A method for identifying moon jellyfish planula larvae,
A monoclonal antibody or fragment thereof that specifically reacts with the larvae of Benicumida hydraactinula and Tamaumihydraplanula larvae, but does not react with the jellyfish planula larvae; And reacting with a monoclonal antibody or fragment thereof that specifically reacts with moon jellyfish planula larvae ,
The method wherein the fragment comprises an antigen binding site . A method for identifying the moon jellyfish planula larvae according to claim 1,
The monoclonal antibody that reacts with the larvae of Benicumumi hydraactinula and the larvae of Tamamihydraplanara but does not react with the larvae of the jellyfish prawn is a monoclonal antibody produced by the hybridoma deposited with FERM P-21904 And how to.
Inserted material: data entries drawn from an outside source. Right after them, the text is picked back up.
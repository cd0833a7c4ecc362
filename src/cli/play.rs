//! Play command implementation - interactive terminal game.

// Seed derivation intentionally truncates the nanosecond clock
#![allow(clippy::cast_possible_truncation)]

use super::CliError;
use slide48::backend::TerminalBackend;
use slide48::score::{HighScoreStore, JsonFileStore, MemoryStore};
use slide48::session;
use slide48::{GameConfig, GameState, Status};
use std::path::PathBuf;

/// Execute the play command.
///
/// # Errors
///
/// Returns an error for an invalid configuration or a terminal failure.
pub(crate) fn execute(
    size: usize,
    win: u32,
    four_percent: u8,
    seed: Option<u64>,
    score_file: Option<PathBuf>,
) -> Result<(), CliError> {
    let config = GameConfig {
        size,
        win_threshold: win,
        four_tile_percent: four_percent,
    };
    // Reject bad configuration before the terminal is touched
    config.validate()?;

    // Generate seed if not provided
    let seed = seed.unwrap_or_else(|| {
        use std::time::{SystemTime, UNIX_EPOCH};
        SystemTime::now()
            .duration_since(UNIX_EPOCH)
            .map(|d| d.as_nanos() as u64)
            .unwrap_or(42)
    });

    let mut store: Box<dyn HighScoreStore> =
        match score_file.or_else(JsonFileStore::default_path) {
            Some(path) => Box::new(JsonFileStore::new(path)),
            None => Box::new(MemoryStore::new()),
        };

    let high_score = store.load();
    let mut state = GameState::new(config, seed, high_score)?;
    let mut backend = TerminalBackend::new();

    let summary = session::run(&mut state, &mut backend, store.as_mut())?;

    let verdict = match summary.status {
        Status::Won => "You won!",
        Status::Lost => "Game over.",
        Status::Playing => "Until next time.",
    };
    println!("{verdict}");
    println!(
        "Final score: {} | Best: {} | Moves: {}",
        summary.score, summary.high_score, summary.turns
    );

    Ok(())
}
A method for identifying the moon jellyfish planula larvae according to claim 2,
The method according to claim 1, wherein the monoclonal antibody that reacts with Benicida hydra actinula larvae, Tamaumi hydraplanula larvae, and moon jellyfish planan larvae is a monoclonal antibody produced by a hybridoma deposited with FERM P-21919. . A reagent for detection of moon jellyfish planula larvae,
Monoclonal antibody or fragment thereof that reacts with venicida hydraactinula larvae and Tamaumi hydraplanula larvae but does not react with jellyfish pranula larvae; containing a monoclonal antibody or fragment thereof reactive to,
The detection reagent , wherein the fragment contains an antigen-binding site . A reagent for detecting moon jellyfish planula larvae according to claim 4,
The monoclonal antibody that reacts with the venicida hydraactinula larvae and the Tamaumi hydraplanula larvae but does not react with the moon jellyfish planan larvae is a monoclonal antibody produced by the hybridoma deposited with FERM P-21904,
Detection characterized in that the monoclonal antibody that reacts with the venicida hydraactinula larvae, Tamaumi hydraplanula larvae, and the moon jellyfish planula larvae is a monoclonal antibody produced by a hybridoma deposited with FERM P-21919 Reagent. A detector of moon jellyfish planula larvae,
Monoclonal antibody or fragment thereof that reacts with venicida hydraactinula larvae and Tamaumi hydraplanula larvae but does not react with jellyfish pranula larvae; monoclonal antibody or fragment thereof reactive to have been immobilized,
The detector, wherein the fragment contains an antigen-binding site . A detector of moon jellyfish planula larvae according to claim 6,
The monoclonal antibody that reacts with the venicida hydraactinula larvae and the Tamaumi hydraplanula larvae but does not react with the moon jellyfish planan larvae is a monoclonal antibody produced by the hybridoma deposited with FERM P-21904,
Detection characterized in that the monoclonal antibody that reacts with the venicida hydraactinula larvae, Tamaumi hydraplanula larvae, and the moon jellyfish planula larvae is a monoclonal antibody produced by a hybridoma deposited with FERM P-21919 vessel. A detection kit for moon jellyfish planula larvae,
Monoclonal antibody or fragment thereof that reacts with venicida hydraactinula larvae and Tamaumi hydraplanula larvae but does not react with jellyfish pranula larvae; containing a monoclonal antibody or fragment thereof reactive to,
The detection kit , wherein the fragment contains an antigen-binding site . A detection kit for moon jellyfish planula larvae according to claim 8,
The monoclonal antibody that reacts with the venicida hydraactinula larvae and the Tamaumi hydraplanula larvae but does not react with the moon jellyfish planan larvae is a monoclonal antibody produced by the hybridoma deposited with FERM P-21904,
Detection characterized in that the monoclonal antibody that reacts with the venicida hydraactinula larvae, Tamaumi hydraplanula larvae, and the moon jellyfish planula larvae is a monoclonal antibody produced by a hybridoma deposited with FERM P-21919 kit.